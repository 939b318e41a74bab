use thiserror::Error;

#[derive(Debug, Error)]
pub enum ParseError {
    #[error("failed to parse JSON: {0}")]
    Json(#[from] serde_json::Error),

    #[error("failed to parse YAML: {0}")]
    Yaml(#[from] serde_yaml_ng::Error),

    #[error("dataset root must be a JSON object, found {0}")]
    NotAnObject(&'static str),
}

#[derive(Debug, Error)]
pub enum InferError {
    #[error("parse error: {0}")]
    Parse(#[from] ParseError),

    #[error("collection name must not be empty")]
    EmptyCollectionName,

    #[error("exemplar too deeply nested: {type_name} exceeds the maximum depth of {max_depth}")]
    ExemplarTooDeep { type_name: String, max_depth: usize },
}
/// Derive a definition name from a collection name.
///
/// Strips one trailing `s` and uppercases the first character. There is no
/// knowledge of irregular plurals: `news` becomes `New`.
///
/// The collection name must be non-empty; an empty name yields an empty type
/// name, which callers are expected to reject beforehand.
pub fn derive_type_name(collection_name: &str) -> String {
    let singular = collection_name
        .strip_suffix('s')
        .unwrap_or(collection_name);
    capitalize(singular)
}

/// Uppercase the first character, leaving the rest untouched.
pub fn capitalize(s: &str) -> String {
    let mut chars = s.chars();
    match chars.next() {
        Some(first) => first.to_uppercase().chain(chars).collect(),
        None => String::new(),
    }
}

/// Name of the definition generated for an object-valued property:
/// `Post` + `author` gives `PostAuthor`.
pub fn nested_type_name(parent: &str, property: &str) -> String {
    format!("{parent}{}", capitalize(property))
}
use indexmap::IndexMap;
use serde::{Deserialize, Serialize};

/// Prefix shared by every reference into the document's `definitions`.
pub const DEFINITIONS_PREFIX: &str = "#/definitions/";

/// A Swagger 2.0 `type` keyword value.
#[derive(Debug, Clone, Copy, PartialEq, Eq, Serialize, Deserialize)]
#[serde(rename_all = "lowercase")]
pub enum SchemaType {
    String,
    Number,
    Integer,
    Boolean,
    Array,
    Object,
}

/// A reference or inline schema.
#[derive(Debug, Clone, PartialEq, Serialize, Deserialize)]
#[serde(untagged)]
pub enum SchemaOrRef {
    Ref {
        #[serde(rename = "$ref")]
        ref_path: String,
    },
    Schema(Box<Schema>),
}

impl SchemaOrRef {
    /// Reference to a named entry in `definitions`.
    pub fn definition(name: &str) -> Self {
        SchemaOrRef::Ref {
            ref_path: format!("{DEFINITIONS_PREFIX}{name}"),
        }
    }

    /// Name of the referenced definition, if this is a local definitions ref.
    pub fn definition_name(&self) -> Option<&str> {
        match self {
            SchemaOrRef::Ref { ref_path } => ref_path.strip_prefix(DEFINITIONS_PREFIX),
            SchemaOrRef::Schema(_) => None,
        }
    }
}

impl From<Schema> for SchemaOrRef {
    fn from(schema: Schema) -> Self {
        SchemaOrRef::Schema(Box::new(schema))
    }
}

/// The subset of the Swagger 2.0 schema object produced by inference.
#[derive(Debug, Clone, PartialEq, Default, Serialize, Deserialize)]
pub struct Schema {
    #[serde(rename = "type", skip_serializing_if = "Option::is_none")]
    pub schema_type: Option<SchemaType>,

    #[serde(skip_serializing_if = "Option::is_none")]
    pub format: Option<String>,

    // Object properties. `Some(empty)` still serializes as `{}`.
    #[serde(skip_serializing_if = "Option::is_none")]
    pub properties: Option<IndexMap<String, SchemaOrRef>>,

    // Array items
    #[serde(skip_serializing_if = "Option::is_none")]
    pub items: Option<Box<SchemaOrRef>>,
}

impl Schema {
    /// `{type: object, properties: {}}`
    pub fn object() -> Self {
        Self {
            schema_type: Some(SchemaType::Object),
            properties: Some(IndexMap::new()),
            ..Default::default()
        }
    }

    /// `{type: integer, format: int64}`
    pub fn int64() -> Self {
        Self::primitive(SchemaType::Integer, Some("int64"))
    }

    /// `{type: number, format: double}`
    pub fn double() -> Self {
        Self::primitive(SchemaType::Number, Some("double"))
    }

    /// `{type: string}`
    pub fn string() -> Self {
        Self::primitive(SchemaType::String, None)
    }

    /// `{type: array, items: <items>}`
    pub fn array_of(items: SchemaOrRef) -> Self {
        Self {
            schema_type: Some(SchemaType::Array),
            items: Some(Box::new(items)),
            ..Default::default()
        }
    }

    fn primitive(schema_type: SchemaType, format: Option<&str>) -> Self {
        Self {
            schema_type: Some(schema_type),
            format: format.map(str::to_string),
            ..Default::default()
        }
    }

    /// Insert a property, creating the property map on first use.
    pub fn insert_property(&mut self, name: impl Into<String>, property: SchemaOrRef) {
        self.properties
            .get_or_insert_with(IndexMap::new)
            .insert(name.into(), property);
    }

    /// Look up a property by name.
    pub fn property(&self, name: &str) -> Option<&SchemaOrRef> {
        self.properties.as_ref()?.get(name)
    }
}
use indexmap::IndexMap;
use serde::{Deserialize, Serialize};

use super::operation::PathItem;
use super::schema::{DEFINITIONS_PREFIX, Schema, SchemaOrRef};

pub const SWAGGER_VERSION: &str = "2.0";
pub const DEFAULT_HOST: &str = "localhost:3000";
pub const DEFAULT_TITLE: &str = "json-server api";
pub const DEFAULT_API_VERSION: &str = "1.0.0";
pub const JSON_MEDIA_TYPE: &str = "application/json";

/// Info object describing the API.
#[derive(Debug, Clone, PartialEq, Serialize, Deserialize)]
pub struct Info {
    pub title: String,
    pub version: String,
}

/// Top-level Swagger 2.0 document.
#[derive(Debug, Clone, PartialEq, Serialize, Deserialize)]
pub struct SwaggerDocument {
    pub swagger: String,

    pub info: Info,

    pub consumes: Vec<String>,

    pub produces: Vec<String>,

    pub host: String,

    pub schemes: Vec<String>,

    #[serde(default)]
    pub paths: IndexMap<String, PathItem>,

    #[serde(default)]
    pub definitions: IndexMap<String, Schema>,
}

impl SwaggerDocument {
    /// The empty skeleton served from `host`.
    pub fn new(host: impl Into<String>) -> Self {
        Self {
            swagger: SWAGGER_VERSION.to_string(),
            info: Info {
                title: DEFAULT_TITLE.to_string(),
                version: DEFAULT_API_VERSION.to_string(),
            },
            consumes: vec![JSON_MEDIA_TYPE.to_string()],
            produces: vec![JSON_MEDIA_TYPE.to_string()],
            host: host.into(),
            schemes: vec!["http".to_string()],
            paths: IndexMap::new(),
            definitions: IndexMap::new(),
        }
    }

    /// Every `$ref` in `paths` or `definitions` whose target is not a key of
    /// `definitions`, in document order, without duplicates.
    pub fn unresolved_refs(&self) -> Vec<String> {
        let mut refs = Vec::new();

        for item in self.paths.values() {
            for param in &item.parameters {
                if let Some(ref schema) = param.schema {
                    collect_refs(schema, &mut refs);
                }
            }
            for (_method, op) in item.operations() {
                for param in &op.parameters {
                    if let Some(ref schema) = param.schema {
                        collect_refs(schema, &mut refs);
                    }
                }
                for response in op.responses.values() {
                    if let Some(ref schema) = response.schema {
                        collect_refs(schema, &mut refs);
                    }
                }
            }
        }

        for schema in self.definitions.values() {
            collect_schema_refs(schema, &mut refs);
        }

        let mut unresolved: Vec<String> = Vec::new();
        for r in refs {
            let resolved = r
                .strip_prefix(DEFINITIONS_PREFIX)
                .is_some_and(|name| self.definitions.contains_key(name));
            if !resolved && !unresolved.contains(&r) {
                unresolved.push(r);
            }
        }
        unresolved
    }
}

fn collect_refs(schema: &SchemaOrRef, out: &mut Vec<String>) {
    match schema {
        SchemaOrRef::Ref { ref_path } => out.push(ref_path.clone()),
        SchemaOrRef::Schema(inner) => collect_schema_refs(inner, out),
    }
}

fn collect_schema_refs(schema: &Schema, out: &mut Vec<String>) {
    if let Some(ref properties) = schema.properties {
        for prop in properties.values() {
            collect_refs(prop, out);
        }
    }
    if let Some(ref items) = schema.items {
        collect_refs(items, out);
    }
}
▬▬▬▬▬▬▬▬▬▬
▸ What is expected
Retype exactly the lines from the start of the entries through the one with "a collection name."; include both ends.

▸ Answer section
repository 939b318e41a74bab
use thiserror::Error;

#[derive(Debug, Error)]
pub enum ParseError {
    #[error("failed to parse JSON: {0}")]
    Json(#[from] serde_json::Error),

    #[error("failed to parse YAML: {0}")]
    Yaml(#[from] serde_yaml_ng::Error),

    #[error("dataset root must be a JSON object, found {0}")]
    NotAnObject(&'static str),
}

#[derive(Debug, Error)]
pub enum InferError {
    #[error("parse error: {0}")]
    Parse(#[from] ParseError),

    #[error("collection name must not be empty")]
    EmptyCollectionName,

    #[error("exemplar too deeply nested: {type_name} exceeds the maximum depth of {max_depth}")]
    ExemplarTooDeep { type_name: String, max_depth: usize },
}
/// Derive a definition name from a collection name.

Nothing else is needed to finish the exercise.